Abrams fu condannato nel 1991 per aver mentito al Congresso a proposito del suo ruolo nel trarre profitto dalle vendite illegali di armi all'Iran per aiutare i Contras, che tentavano di rovesciare il governo sandinista in Nicaragua. Quale responsabile degli affari latinoamericani sotto Ronald Reagan, volò a Londra sotto lo pseudonimo di signor Kenilworth per spillare 10 milioni di dollari da destinare ai Contras al sultano del Brunei.

La grazia di Bush padre salvò Abrams da un periodo di detenzione e un incarico come direttore del Consiglio Nazionale per la Sicurezza per gli affari del Vicino Oriente e del Nord Africa diede nuova vita alla sua carriera. Il posto al Consiglio Nazionale per la Sicurezza non richiedeva l' approvazione del Congresso; come spiegava nel 2001 la cronista del Washington Post Mary McGroy: "I membri del Congresso ricordavano le urla di Abrams alle udienze, quando difendeva le squadre della morte e i dittatori, rinnegava i massacri, mentiva a proposito delle attività illegali degli USA a supporto dei Contras nicaraguesi.

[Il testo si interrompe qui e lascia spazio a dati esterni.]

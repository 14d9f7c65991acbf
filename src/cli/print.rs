use clap::Parser;
use nestrec::{Config, Structure, domain::RecordSummary};
use serde::Serialize;
use tracing::instrument;

use super::{OutputFormat, Session};

#[derive(Debug, Parser)]
#[command(about = "Print every record, one line each")]
pub struct Print {
    /// Output format (table, json)
    #[arg(long, value_name = "FORMAT", default_value = "table")]
    output: OutputFormat,
}

impl Print {
    #[instrument(level = "debug", skip_all)]
    pub fn run(self, config: &Config) -> anyhow::Result<()> {
        let session = Session::new(config);
        emit(session.structure(), self.output)
    }
}

#[derive(Debug, Serialize)]
struct Row<'a> {
    index: usize,
    #[serde(flatten)]
    record: RecordSummary<'a>,
}

/// Writes the structure to stdout in the requested format.
pub fn emit(structure: &Structure, format: OutputFormat) -> anyhow::Result<()> {
    match format {
        OutputFormat::Table => print!("{}", structure.listing()),
        OutputFormat::Json => {
            let rows: Vec<Row> = structure
                .records()
                .enumerate()
                .map(|(index, record)| Row {
                    index: index + 1,
                    record: record.summary(),
                })
                .collect();
            let output = serde_json::json!({
                "count": rows.len(),
                "records": rows,
            });
            println!("{}", serde_json::to_string_pretty(&output)?);
        }
    }
    Ok(())
}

Abrams rideva dei suoi critici per la loro cecità e la loro ingenuità, o li chiamava serpi".

Le "sole" ragioni per cui Abrams avrebbe meritato la nuova punizione erano la sua opposizione ai processi di pace di Madrid ed Oslo e la sua antica fede in Ariel Sharon. Nel primo mandato di Bush, Abrams operò con discrezione, in qualità di uomo di punta di Condoleeza Rice in Medio Oriente. Adesso, trovandosi a capo di due consigli d'amministrazione, Abrams assumerà un ruolo sempre maggiore, poiché Bush affida la questione della democrazia all'estero a un mandatario e riprende parte nel processo di pace in Medio Oriente.

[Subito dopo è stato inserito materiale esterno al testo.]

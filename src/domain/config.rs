use std::path::Path;

use serde::{Deserialize, Serialize};

use crate::domain::Target;

/// Configuration for building and mutating the nested structure.
///
/// This struct controls how the initial structure is generated and which
/// group insertions and removals act on when no explicit target is given.
#[derive(Debug, Clone, PartialEq, Eq, Serialize, Deserialize)]
#[serde(from = "Versions", into = "Versions")]
pub struct Config {
    /// Seed for the record generator.
    ///
    /// When absent, every run generates a different structure.
    pub seed: Option<u64>,

    /// The number of records the initial structure is built with.
    records: usize,

    /// The group insertions and removals act on by default.
    target: Target,
}

impl Default for Config {
    fn default() -> Self {
        Self {
            seed: None,
            records: default_records(),
            target: Target::FIRST,
        }
    }
}

impl Config {
    /// Loads the configuration from a TOML file at the given path.
    ///
    /// # Errors
    ///
    /// Returns an error if the file cannot be read or if the TOML content is
    /// invalid.
    pub fn load(path: &Path) -> Result<Self, String> {
        let content = std::fs::read_to_string(path)
            .map_err(|e| format!("Failed to read config file: {e}"))?;
        toml::from_str(&content).map_err(|e| format!("Failed to parse config file: {e}"))
    }

    /// Saves the configuration to a TOML file at the given path.
    ///
    /// # Errors
    ///
    /// Returns an error if the configuration cannot be serialized to TOML or if
    /// the file cannot be written.
    pub fn save(&self, path: &Path) -> Result<(), String> {
        let content =
            toml::to_string_pretty(self).map_err(|e| format!("Failed to serialize config: {e}"))?;
        std::fs::write(path, content).map_err(|e| format!("Failed to write config file: {e}"))
    }

    /// Returns the number of records in the initial structure.
    #[must_use]
    pub const fn records(&self) -> usize {
        self.records
    }

    /// Sets the number of records in the initial structure.
    pub const fn set_records(&mut self, records: usize) {
        self.records = records;
    }

    /// Returns the default target group.
    #[must_use]
    pub const fn target(&self) -> Target {
        self.target
    }

    /// Overrides the category and/or group of the default target.
    pub fn retarget(&mut self, category: Option<usize>, group: Option<usize>) {
        if let Some(category) = category {
            self.target.category = category;
        }
        if let Some(group) = group {
            self.target.group = group;
        }
    }
}

const fn default_records() -> usize {
    30
}

/// The serialized versions of the configuration.
/// This allows the file format to evolve without breaking older files.
#[derive(Debug, Serialize, Deserialize)]
#[serde(tag = "_version")]
enum Versions {
    #[serde(rename = "1")]
    V1 {
        #[serde(default, skip_serializing_if = "Option::is_none")]
        seed: Option<u64>,

        /// The number of records in the initial structure.
        #[serde(default = "default_records")]
        records: usize,

        /// Zero-based position of the default category.
        #[serde(default)]
        category: usize,

        /// Zero-based position of the default group within the category.
        #[serde(default)]
        group: usize,
    },
}

impl From<Versions> for Config {
    fn from(versions: Versions) -> Self {
        match versions {
            Versions::V1 {
                seed,
                records,
                category,
                group,
            } => Self {
                seed,
                records,
                target: Target::new(category, group),
            },
        }
    }
}

impl From<Config> for Versions {
    fn from(config: Config) -> Self {
        Self::V1 {
            seed: config.seed,
            records: config.records,
            category: config.target.category,
            group: config.target.group,
        }
    }
}

#[cfg(test)]
mod tests {
    use std::io::Write;

    use super::*;

    #[test]
    fn load_reads_valid_file() {
        let mut file = tempfile::NamedTempFile::new().unwrap();
        file.write_all(b"_version = \"1\"\nseed = 42\nrecords = 12\ncategory = 1\ngroup = 2\n")
            .unwrap();

        let config = Config::load(file.path()).unwrap();

        assert_eq!(config.seed, Some(42));
        assert_eq!(config.records(), 12);
        assert_eq!(config.target(), Target::new(1, 2));
    }

    #[test]
    fn load_missing_file_returns_error() {
        let tmp = tempfile::tempdir().unwrap();
        let missing = tmp.path().join("missing.toml");

        let error = Config::load(&missing).unwrap_err();
        assert!(error.starts_with("Failed to read config file:"));
    }

    #[test]
    fn load_invalid_toml_returns_error() {
        let mut file = tempfile::NamedTempFile::new().unwrap();
        file.write_all(b"_version = \"1\"\nrecords = \"thirty\"\n")
            .unwrap();

        let error = Config::load(file.path()).unwrap_err();
        assert!(error.starts_with("Failed to parse config file:"));
    }

    #[test]
    fn empty_file_returns_default() {
        let expected = Config::default();
        let actual: Config = toml::from_str(r#"_version = "1""#).unwrap();
        assert_eq!(actual, expected);
    }

    #[test]
    fn save_then_load() {
        let tmp = tempfile::tempdir().unwrap();
        let path = tmp.path().join("nestrec.toml");

        let mut config = Config {
            seed: Some(7),
            ..Config::default()
        };
        config.set_records(5);
        config.retarget(None, Some(3));
        config.save(&path).unwrap();

        assert_eq!(Config::load(&path).unwrap(), config);
    }
}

Su entrambi i punti, la presenza di Abrams non è incoraggiante. "La nostra forza militare e la nostra volontà di farne uso, se necessario, rimarranno un fattore chiave nella nostra capacità di promuovere la pace", scrisse Abams in un libro per il Progetto per un Nuovo Secolo Americano. "Rafforzare Israele, il nostro maggiore alleato nella regione, dovrebbe essere una questione centrale nella politica statunitense in Medio Oriente". Tale parzialità ostentata ha spinto i Palestinesi a chiedere la presenza di chiunque altro, purché non di Abrams, in occasione degli incontri diplomatici. Con l'incontro tra Abbas e Sharon, l'opposizione di Abrams alla terra per la pace avrebbe potuto compromettere un momento promettente per i negoziati sulla pace. Bush evidentemente ha piena fiducia nell'ideologia di Abrams e condivide la sua filosofia di una democrazia mantenuta sotto la minaccia delle armi.

Durante il primo mandato di Bush, almeno le attività di Abrams erano limitate alla questione israelo-palestinese. Adesso, in qualità di ambasciatore globale della democrazia, il "Neoconservatore per eccellenza" ha il mondo intero nelle sue mani.